We held in Dent v. Foy, 210 Ala. 160, 97 So. 627, in a partition suit resulting in a sale of the property and an order for its distribution and the payment of a sum fixed for an attorney's fee, that said statute did not apply to the affirmance of the decree in so far as concerned the attorney's fee although it was for the payment of money, and a supersedeas appeal bond had been made.

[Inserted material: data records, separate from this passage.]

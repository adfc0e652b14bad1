//! Sources of information about the outside world used by conditions and property injection.

use fxhash::{FxHashMap, FxHashSet};
#[cfg(test)]
use mockall::automock;
use std::any::type_name;
use std::sync::Arc;

pub type PropertySourcePtr = Arc<dyn PropertySource + Send + Sync>;

pub type TypePresencePtr = Arc<dyn TypePresence + Send + Sync>;

/// Read-only view of configuration properties.
#[cfg_attr(test, automock)]
pub trait PropertySource {
    fn property(&self, key: &str) -> Option<String>;
}

/// Answers whether a named type is available in the running program.
#[cfg_attr(test, automock)]
pub trait TypePresence {
    fn is_type_present(&self, name: &str) -> bool;
}

/// In-memory [PropertySource].
#[derive(Clone, Debug, Default)]
pub struct MapPropertySource {
    properties: FxHashMap<String, String>,
}

impl MapPropertySource {
    pub fn new() -> Self {
        Self::default()
    }

    pub fn with_property<K: ToString, V: ToString>(mut self, key: K, value: V) -> Self {
        self.properties.insert(key.to_string(), value.to_string());
        self
    }
}

impl<K: ToString, V: ToString> FromIterator<(K, V)> for MapPropertySource {
    fn from_iter<T: IntoIterator<Item = (K, V)>>(iter: T) -> Self {
        Self {
            properties: iter
                .into_iter()
                .map(|(key, value)| (key.to_string(), value.to_string()))
                .collect(),
        }
    }
}

impl PropertySource for MapPropertySource {
    fn property(&self, key: &str) -> Option<String> {
        self.properties.get(key).cloned()
    }
}

/// A fixed set of type names considered present, in addition to registered bean types.
#[derive(Clone, Debug, Default)]
pub struct KnownTypes {
    names: FxHashSet<String>,
}

impl KnownTypes {
    pub fn new() -> Self {
        Self::default()
    }

    pub fn with_name<T: ToString>(mut self, name: T) -> Self {
        self.names.insert(name.to_string());
        self
    }

    pub fn with_type<T: ?Sized>(self) -> Self {
        self.with_name(type_name::<T>())
    }
}

impl TypePresence for KnownTypes {
    fn is_type_present(&self, name: &str) -> bool {
        self.names.contains(name)
    }
}

#[cfg(test)]
mod tests {
    use crate::environment::{KnownTypes, MapPropertySource, PropertySource, TypePresence};

    struct Marker;

    #[test]
    fn should_provide_properties() {
        let source = MapPropertySource::new().with_property("engine.cylinders", 8);
        assert_eq!(source.property("engine.cylinders").as_deref(), Some("8"));
        assert!(source.property("engine.type").is_none());
    }

    #[test]
    fn should_collect_properties() {
        let source: MapPropertySource = [("a", "1"), ("b", "2")].into_iter().collect();
        assert_eq!(source.property("b").as_deref(), Some("2"));
    }

    #[test]
    fn should_recognize_known_types() {
        let types = KnownTypes::new().with_type::<Marker>().with_name("serde_json::Value");
        assert!(types.is_type_present(std::any::type_name::<Marker>()));
        assert!(types.is_type_present("serde_json::Value"));
        assert!(!types.is_type_present("tokio::runtime::Runtime"));
    }
}
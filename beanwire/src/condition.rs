//! Conditional bean support. A bean definition can carry [Condition]s which all need to pass for
//! the bean to be eligible for injection. Conditions are evaluated lazily, when a bean is looked
//! up, against the current properties, known types and other registered beans.
//!
//! ```
//! use beanwire::bean::BeanDefinition;
//! use beanwire::condition::Condition;
//!
//! struct CachingService;
//!
//! let definition = BeanDefinition::builder::<CachingService>()
//!     .requires(Condition::property_equals("cache.enabled", "true"))
//!     .constructor(|_| Ok(CachingService))
//!     .build()
//!     .unwrap();
//!
//! assert_eq!(definition.conditions.len(), 1);
//! ```
//!
//! Conditions which check other beans are themselves subject to those beans' conditions. A
//! condition which ends up depending on its own outcome is reported as
//! [BeanContextError::CyclicCondition].

use crate::bean::{BeanDefinition, BeanType};
use crate::error::BeanContextError;
use crate::environment::{PropertySource, TypePresence};
use crate::provider::ErrorPtr;
use crate::registry::BeanDefinitionRegistry;
use derivative::Derivative;
use fxhash::{FxHashMap, FxHashSet};
#[cfg(test)]
use mockall::automock;
use parking_lot::RwLock;
use std::any::TypeId;
use std::cell::RefCell;
use std::fmt::{Display, Formatter};
use std::sync::Arc;
use tracing::trace;

pub type ConditionPredicate =
    Arc<dyn Fn(&dyn ConditionContext) -> Result<bool, ErrorPtr> + Send + Sync>;

/// Information available to conditions during evaluation.
#[cfg_attr(test, automock)]
pub trait ConditionContext {
    fn property(&self, key: &str) -> Option<String>;

    fn is_type_present(&self, name: &str) -> bool;

    /// Checks if there's an eligible bean exposing given type.
    fn contains_bean(&self, type_id: TypeId) -> Result<bool, BeanContextError>;
}

#[derive(Clone, Derivative)]
#[derivative(Debug)]
pub enum Condition {
    PropertyExists(String),
    PropertyMissing(String),
    PropertyEquals {
        key: String,
        value: String,
    },
    PropertyNotEquals {
        key: String,
        value: String,
    },
    BeanPresent(BeanType),
    BeanAbsent(BeanType),
    TypePresent(String),
    TypeAbsent(String),
    Custom {
        name: String,
        #[derivative(Debug = "ignore")]
        predicate: ConditionPredicate,
    },
}

impl Condition {
    pub fn property_exists<T: ToString>(key: T) -> Self {
        Self::PropertyExists(key.to_string())
    }

    pub fn property_missing<T: ToString>(key: T) -> Self {
        Self::PropertyMissing(key.to_string())
    }

    pub fn property_equals<K: ToString, V: ToString>(key: K, value: V) -> Self {
        Self::PropertyEquals {
            key: key.to_string(),
            value: value.to_string(),
        }
    }

    pub fn property_not_equals<K: ToString, V: ToString>(key: K, value: V) -> Self {
        Self::PropertyNotEquals {
            key: key.to_string(),
            value: value.to_string(),
        }
    }

    pub fn bean_present<T: ?Sized + 'static>() -> Self {
        Self::BeanPresent(BeanType::of::<T>())
    }

    pub fn bean_absent<T: ?Sized + 'static>() -> Self {
        Self::BeanAbsent(BeanType::of::<T>())
    }

    pub fn type_present<T: ToString>(name: T) -> Self {
        Self::TypePresent(name.to_string())
    }

    pub fn type_absent<T: ToString>(name: T) -> Self {
        Self::TypeAbsent(name.to_string())
    }

    pub fn custom<T, F>(name: T, predicate: F) -> Self
    where
        T: ToString,
        F: Fn(&dyn ConditionContext) -> Result<bool, ErrorPtr> + Send + Sync + 'static,
    {
        Self::Custom {
            name: name.to_string(),
            predicate: Arc::new(predicate),
        }
    }

    /// Evaluates this condition in given context.
    pub fn matches(&self, context: &dyn ConditionContext) -> Result<bool, BeanContextError> {
        Ok(match self {
            Condition::PropertyExists(key) => context.property(key).is_some(),
            Condition::PropertyMissing(key) => context.property(key).is_none(),
            Condition::PropertyEquals { key, value } => {
                context.property(key).as_deref() == Some(value.as_str())
            }
            Condition::PropertyNotEquals { key, value } => {
                context.property(key).as_deref() != Some(value.as_str())
            }
            Condition::BeanPresent(bean_type) => context.contains_bean(bean_type.id())?,
            Condition::BeanAbsent(bean_type) => !context.contains_bean(bean_type.id())?,
            Condition::TypePresent(name) => context.is_type_present(name),
            Condition::TypeAbsent(name) => !context.is_type_present(name),
            Condition::Custom { name, predicate } => {
                predicate(context).map_err(|source| BeanContextError::ConditionFailed {
                    condition: name.clone(),
                    source,
                })?
            }
        })
    }

    /// Type presence doesn't change while the program runs, so such results can be cached.
    pub fn is_static(&self) -> bool {
        matches!(self, Condition::TypePresent(_) | Condition::TypeAbsent(_))
    }
}

impl Display for Condition {
    fn fmt(&self, f: &mut Formatter<'_>) -> std::fmt::Result {
        match self {
            Condition::PropertyExists(key) => write!(f, "property '{key}' exists"),
            Condition::PropertyMissing(key) => write!(f, "property '{key}' is missing"),
            Condition::PropertyEquals { key, value } => write!(f, "property '{key}' = '{value}'"),
            Condition::PropertyNotEquals { key, value } => {
                write!(f, "property '{key}' != '{value}'")
            }
            Condition::BeanPresent(bean_type) => write!(f, "bean {bean_type} is present"),
            Condition::BeanAbsent(bean_type) => write!(f, "bean {bean_type} is absent"),
            Condition::TypePresent(name) => write!(f, "type {name} is present"),
            Condition::TypeAbsent(name) => write!(f, "type {name} is absent"),
            Condition::Custom { name, .. } => f.write_str(name),
        }
    }
}

pub(crate) type ConditionCache = RwLock<FxHashMap<usize, bool>>;

/// Evaluates definition conditions, tracking conditions in progress to detect cycles. Meant to be
/// created for a single lookup.
pub struct ConditionEvaluator<'a> {
    registry: &'a BeanDefinitionRegistry,
    properties: &'a dyn PropertySource,
    types: &'a dyn TypePresence,
    cache: Option<&'a ConditionCache>,
    in_progress: RefCell<FxHashSet<(usize, usize)>>,
}

impl<'a> ConditionEvaluator<'a> {
    pub fn new(
        registry: &'a BeanDefinitionRegistry,
        properties: &'a dyn PropertySource,
        types: &'a dyn TypePresence,
    ) -> Self {
        Self {
            registry,
            properties,
            types,
            cache: None,
            in_progress: Default::default(),
        }
    }

    pub(crate) fn with_cache(mut self, cache: &'a ConditionCache) -> Self {
        self.cache = Some(cache);
        self
    }

    /// Checks if all conditions of given definition pass.
    pub fn is_eligible(&self, definition: &BeanDefinition) -> Result<bool, BeanContextError> {
        if definition.conditions.is_empty() {
            return Ok(true);
        }

        let cache = self
            .cache
            .filter(|_| definition.conditions.iter().all(Condition::is_static));
        if let Some(eligible) = cache.and_then(|cache| cache.read().get(&definition.index()).copied())
        {
            return Ok(eligible);
        }

        let mut eligible = true;
        for (position, condition) in definition.conditions.iter().enumerate() {
            let key = (definition.index(), position);
            if !self.in_progress.borrow_mut().insert(key) {
                return Err(BeanContextError::CyclicCondition {
                    bean: definition.bean_type.name().to_string(),
                    condition: condition.to_string(),
                });
            }

            let result = condition.matches(self);
            self.in_progress.borrow_mut().remove(&key);

            if !result? {
                trace!(bean = %definition.bean_type, %condition, "Condition not met");
                eligible = false;
                break;
            }
        }

        if let Some(cache) = cache {
            cache.write().insert(definition.index(), eligible);
        }

        Ok(eligible)
    }
}

impl ConditionContext for ConditionEvaluator<'_> {
    fn property(&self, key: &str) -> Option<String> {
        self.properties.property(key)
    }

    fn is_type_present(&self, name: &str) -> bool {
        self.types.is_type_present(name) || self.registry.is_type_name_registered(name)
    }

    fn contains_bean(&self, type_id: TypeId) -> Result<bool, BeanContextError> {
        for definition in self.registry.find_candidates(type_id) {
            if self.is_eligible(&definition)? {
                return Ok(true);
            }
        }

        Ok(false)
    }
}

In the instant case, as we have pointed out, the rendition of a personal judgment before a distribution to the creditors of the sum in the custody of the court was not the usual and orderly procedure, but in view of the agreement of the parties looking to such procedure, we would not cancel or reverse the judgments on that account. A personal judgment should not have been rendered except by an agreed procedure until after a distribution, when on motion a deficiency judgment could be rendered. In such a suit the court should, *Page 414 
in the ordinary course, order payment to the creditors of the sum held in court for that purpose before rendering a personal judgment. The creditors were entitled to such distribution regardless of whether Mrs. Carter was personally liable.
We think section 814, Title 7, Code, was not intended to apply to a situation where the appropriate decree is for the distribution of a fund in court, as in Dent v. Foy, supra. In the instant case also that was the appropriate decree.
The fact that by consent of the parties the issue was broadened so that it was not only a decree for the distribution of a fund but also a personal one, the penalty should not have application to the amount so ordered to be distributed. We have no way of knowing the amount of the deficiency which Mrs. Carter must personally pay. So that we cannot give effect to the statute in respect to a decree in such a situation.
The application for rehearing is overruled.
GARDNER, C. J., and LAWSON and STAKELY, JJ., concur.